• _ACTIVITY_
Pull out of the data below the stretch of lines bounded by the one containing "let loop_cancel = cancel.clone();" and the one containing "if down > 0", both bounds included, unchanged.

+ + +

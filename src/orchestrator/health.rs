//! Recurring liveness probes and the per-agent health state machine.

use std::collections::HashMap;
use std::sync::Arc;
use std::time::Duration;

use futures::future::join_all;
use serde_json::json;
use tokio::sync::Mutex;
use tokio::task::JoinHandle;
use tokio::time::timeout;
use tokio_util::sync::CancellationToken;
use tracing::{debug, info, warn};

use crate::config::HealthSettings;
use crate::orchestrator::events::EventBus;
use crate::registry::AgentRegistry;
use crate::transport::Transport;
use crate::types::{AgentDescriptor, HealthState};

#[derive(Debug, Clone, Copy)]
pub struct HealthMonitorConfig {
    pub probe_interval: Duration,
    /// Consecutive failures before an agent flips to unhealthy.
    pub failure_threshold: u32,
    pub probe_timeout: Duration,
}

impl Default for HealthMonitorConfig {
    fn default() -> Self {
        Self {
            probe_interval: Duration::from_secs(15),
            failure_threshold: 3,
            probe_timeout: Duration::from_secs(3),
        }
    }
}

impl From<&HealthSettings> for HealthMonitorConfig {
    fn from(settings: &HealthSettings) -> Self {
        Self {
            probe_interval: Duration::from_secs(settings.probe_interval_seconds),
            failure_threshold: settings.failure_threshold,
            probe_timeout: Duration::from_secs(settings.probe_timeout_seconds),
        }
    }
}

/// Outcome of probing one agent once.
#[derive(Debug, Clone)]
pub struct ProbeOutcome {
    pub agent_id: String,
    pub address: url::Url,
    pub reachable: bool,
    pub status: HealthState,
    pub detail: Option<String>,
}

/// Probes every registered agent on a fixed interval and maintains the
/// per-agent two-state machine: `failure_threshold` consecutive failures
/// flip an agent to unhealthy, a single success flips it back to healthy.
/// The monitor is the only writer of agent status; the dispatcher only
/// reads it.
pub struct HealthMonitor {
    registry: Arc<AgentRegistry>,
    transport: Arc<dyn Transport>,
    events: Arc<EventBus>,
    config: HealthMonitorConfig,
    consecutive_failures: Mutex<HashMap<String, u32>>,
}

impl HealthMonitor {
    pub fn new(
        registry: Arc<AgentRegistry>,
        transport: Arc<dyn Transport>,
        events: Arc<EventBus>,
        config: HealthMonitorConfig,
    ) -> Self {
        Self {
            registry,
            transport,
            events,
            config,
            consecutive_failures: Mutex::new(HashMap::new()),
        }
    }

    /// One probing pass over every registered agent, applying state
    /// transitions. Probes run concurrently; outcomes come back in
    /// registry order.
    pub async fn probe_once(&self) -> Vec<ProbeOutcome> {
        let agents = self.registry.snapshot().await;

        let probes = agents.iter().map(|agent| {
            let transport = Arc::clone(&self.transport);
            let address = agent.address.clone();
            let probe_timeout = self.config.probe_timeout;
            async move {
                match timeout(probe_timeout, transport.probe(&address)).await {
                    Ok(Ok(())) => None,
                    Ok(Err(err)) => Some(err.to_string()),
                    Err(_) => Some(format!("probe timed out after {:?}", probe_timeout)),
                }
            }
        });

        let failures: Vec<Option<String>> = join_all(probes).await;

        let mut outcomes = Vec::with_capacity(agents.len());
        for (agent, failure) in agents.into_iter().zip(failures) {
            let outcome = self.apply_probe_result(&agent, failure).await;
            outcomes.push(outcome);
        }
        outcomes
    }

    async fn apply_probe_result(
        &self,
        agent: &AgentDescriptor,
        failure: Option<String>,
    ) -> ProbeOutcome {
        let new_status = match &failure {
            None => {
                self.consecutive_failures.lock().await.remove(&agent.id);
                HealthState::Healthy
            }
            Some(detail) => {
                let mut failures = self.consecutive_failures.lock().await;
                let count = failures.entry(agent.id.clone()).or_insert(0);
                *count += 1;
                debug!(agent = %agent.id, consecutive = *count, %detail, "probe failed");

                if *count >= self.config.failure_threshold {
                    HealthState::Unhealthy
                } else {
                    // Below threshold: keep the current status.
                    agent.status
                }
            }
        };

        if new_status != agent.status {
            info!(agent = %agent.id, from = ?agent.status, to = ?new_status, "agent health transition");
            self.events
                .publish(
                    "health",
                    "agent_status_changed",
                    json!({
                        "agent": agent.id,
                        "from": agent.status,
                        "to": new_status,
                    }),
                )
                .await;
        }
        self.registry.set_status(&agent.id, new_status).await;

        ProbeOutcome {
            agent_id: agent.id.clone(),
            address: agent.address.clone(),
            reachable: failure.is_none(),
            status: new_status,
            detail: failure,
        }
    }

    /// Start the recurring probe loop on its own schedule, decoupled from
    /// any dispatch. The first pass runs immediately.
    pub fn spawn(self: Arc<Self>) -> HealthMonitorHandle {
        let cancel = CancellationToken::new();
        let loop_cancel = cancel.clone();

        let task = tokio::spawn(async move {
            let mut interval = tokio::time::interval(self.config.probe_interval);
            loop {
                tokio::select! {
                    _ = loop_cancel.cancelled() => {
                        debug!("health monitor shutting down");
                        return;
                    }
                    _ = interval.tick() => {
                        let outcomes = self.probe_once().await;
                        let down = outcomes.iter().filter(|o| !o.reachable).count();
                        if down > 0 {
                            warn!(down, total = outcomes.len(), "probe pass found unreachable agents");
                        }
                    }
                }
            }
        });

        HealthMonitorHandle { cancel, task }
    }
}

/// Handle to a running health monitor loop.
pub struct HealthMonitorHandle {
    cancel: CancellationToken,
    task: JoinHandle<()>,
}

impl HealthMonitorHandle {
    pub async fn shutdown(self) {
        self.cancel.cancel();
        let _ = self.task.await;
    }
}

+ + +

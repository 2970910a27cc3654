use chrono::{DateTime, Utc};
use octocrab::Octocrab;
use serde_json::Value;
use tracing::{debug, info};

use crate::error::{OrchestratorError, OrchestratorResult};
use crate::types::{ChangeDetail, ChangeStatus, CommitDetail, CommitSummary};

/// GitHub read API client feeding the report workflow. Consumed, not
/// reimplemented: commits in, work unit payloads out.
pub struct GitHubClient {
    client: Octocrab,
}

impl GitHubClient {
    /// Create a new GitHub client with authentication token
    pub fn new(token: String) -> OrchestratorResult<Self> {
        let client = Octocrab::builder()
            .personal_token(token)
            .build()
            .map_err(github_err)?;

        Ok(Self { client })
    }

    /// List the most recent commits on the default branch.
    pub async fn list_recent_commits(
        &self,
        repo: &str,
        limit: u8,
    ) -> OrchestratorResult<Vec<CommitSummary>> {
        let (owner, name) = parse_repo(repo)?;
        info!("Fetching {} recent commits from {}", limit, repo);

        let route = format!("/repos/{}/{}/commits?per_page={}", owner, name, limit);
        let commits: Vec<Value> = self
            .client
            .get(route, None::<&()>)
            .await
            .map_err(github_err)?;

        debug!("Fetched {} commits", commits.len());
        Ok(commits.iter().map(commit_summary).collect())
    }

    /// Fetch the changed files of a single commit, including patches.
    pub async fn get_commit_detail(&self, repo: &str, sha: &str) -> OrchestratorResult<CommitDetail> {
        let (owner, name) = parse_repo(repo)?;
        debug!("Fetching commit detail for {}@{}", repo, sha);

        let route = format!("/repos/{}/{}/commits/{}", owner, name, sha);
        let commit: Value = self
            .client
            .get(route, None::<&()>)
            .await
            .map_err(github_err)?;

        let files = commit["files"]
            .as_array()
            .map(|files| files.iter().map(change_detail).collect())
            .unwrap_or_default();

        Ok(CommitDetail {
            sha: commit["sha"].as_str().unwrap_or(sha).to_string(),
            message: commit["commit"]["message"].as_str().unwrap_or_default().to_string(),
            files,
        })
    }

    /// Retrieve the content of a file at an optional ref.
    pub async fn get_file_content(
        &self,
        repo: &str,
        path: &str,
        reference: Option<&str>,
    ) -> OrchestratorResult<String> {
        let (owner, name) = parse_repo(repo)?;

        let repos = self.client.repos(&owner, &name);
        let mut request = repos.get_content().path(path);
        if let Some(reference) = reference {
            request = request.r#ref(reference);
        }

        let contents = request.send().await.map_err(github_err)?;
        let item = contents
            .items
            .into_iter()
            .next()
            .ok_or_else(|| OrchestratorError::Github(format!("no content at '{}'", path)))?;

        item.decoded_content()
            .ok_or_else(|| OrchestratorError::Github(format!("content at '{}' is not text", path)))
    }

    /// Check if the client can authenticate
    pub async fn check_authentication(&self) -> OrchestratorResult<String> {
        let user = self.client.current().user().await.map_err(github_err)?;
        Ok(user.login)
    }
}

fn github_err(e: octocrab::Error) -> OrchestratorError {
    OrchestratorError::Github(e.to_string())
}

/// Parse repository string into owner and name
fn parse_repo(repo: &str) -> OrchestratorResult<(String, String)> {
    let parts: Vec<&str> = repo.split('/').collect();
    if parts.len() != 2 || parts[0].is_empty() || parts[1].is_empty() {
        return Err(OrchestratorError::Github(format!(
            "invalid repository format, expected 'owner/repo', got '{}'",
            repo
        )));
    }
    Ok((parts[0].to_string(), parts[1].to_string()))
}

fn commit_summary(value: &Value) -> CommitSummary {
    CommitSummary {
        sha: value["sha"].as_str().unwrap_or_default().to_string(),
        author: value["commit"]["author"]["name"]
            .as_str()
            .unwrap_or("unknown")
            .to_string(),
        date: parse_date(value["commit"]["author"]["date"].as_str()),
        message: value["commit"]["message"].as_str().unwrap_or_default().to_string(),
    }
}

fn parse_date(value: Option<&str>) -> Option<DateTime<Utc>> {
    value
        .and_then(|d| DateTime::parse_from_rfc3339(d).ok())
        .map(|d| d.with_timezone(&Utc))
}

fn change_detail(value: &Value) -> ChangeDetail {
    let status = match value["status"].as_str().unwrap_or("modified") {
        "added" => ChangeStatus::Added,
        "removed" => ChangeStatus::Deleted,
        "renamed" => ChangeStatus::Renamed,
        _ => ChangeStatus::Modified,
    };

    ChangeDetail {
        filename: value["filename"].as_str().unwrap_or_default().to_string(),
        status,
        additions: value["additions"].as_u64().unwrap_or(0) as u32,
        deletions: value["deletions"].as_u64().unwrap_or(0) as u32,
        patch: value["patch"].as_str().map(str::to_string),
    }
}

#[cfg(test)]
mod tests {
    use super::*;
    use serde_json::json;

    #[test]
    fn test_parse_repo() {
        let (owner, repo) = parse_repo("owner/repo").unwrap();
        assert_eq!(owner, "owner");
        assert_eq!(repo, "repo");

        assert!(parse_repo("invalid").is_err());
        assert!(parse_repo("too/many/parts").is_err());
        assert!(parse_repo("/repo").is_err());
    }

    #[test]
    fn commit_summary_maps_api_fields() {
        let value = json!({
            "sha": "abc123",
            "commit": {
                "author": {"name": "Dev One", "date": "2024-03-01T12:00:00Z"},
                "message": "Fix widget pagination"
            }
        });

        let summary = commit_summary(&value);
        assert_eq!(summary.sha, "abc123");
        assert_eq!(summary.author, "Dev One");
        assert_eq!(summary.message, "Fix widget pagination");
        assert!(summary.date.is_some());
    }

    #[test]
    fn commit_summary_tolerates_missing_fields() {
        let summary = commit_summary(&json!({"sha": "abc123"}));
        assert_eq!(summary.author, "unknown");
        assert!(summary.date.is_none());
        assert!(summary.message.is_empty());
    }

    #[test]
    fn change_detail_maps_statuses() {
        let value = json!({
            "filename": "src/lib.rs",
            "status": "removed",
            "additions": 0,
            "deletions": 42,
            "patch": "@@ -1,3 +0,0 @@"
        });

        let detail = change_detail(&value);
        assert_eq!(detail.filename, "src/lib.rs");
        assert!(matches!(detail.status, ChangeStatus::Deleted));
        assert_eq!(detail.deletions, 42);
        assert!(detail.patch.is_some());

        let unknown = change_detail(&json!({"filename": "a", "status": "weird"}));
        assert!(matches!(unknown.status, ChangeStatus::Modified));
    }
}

+ + +

• _WRITTEN ANSWER_
        let loop_cancel = cancel.clone();

        let task = tokio::spawn(async move {
            let mut interval = tokio::time::interval(self.config.probe_interval);
            loop {
                tokio::select! {
                    _ = loop_cancel.cancelled() => {
                        debug!("health monitor shutting down");
                        return;
                    }
                    _ = interval.tick() => {
                        let outcomes = self.probe_once().await;
                        let down = outcomes.iter().filter(|o| !o.reachable).count();
                        if down > 0 {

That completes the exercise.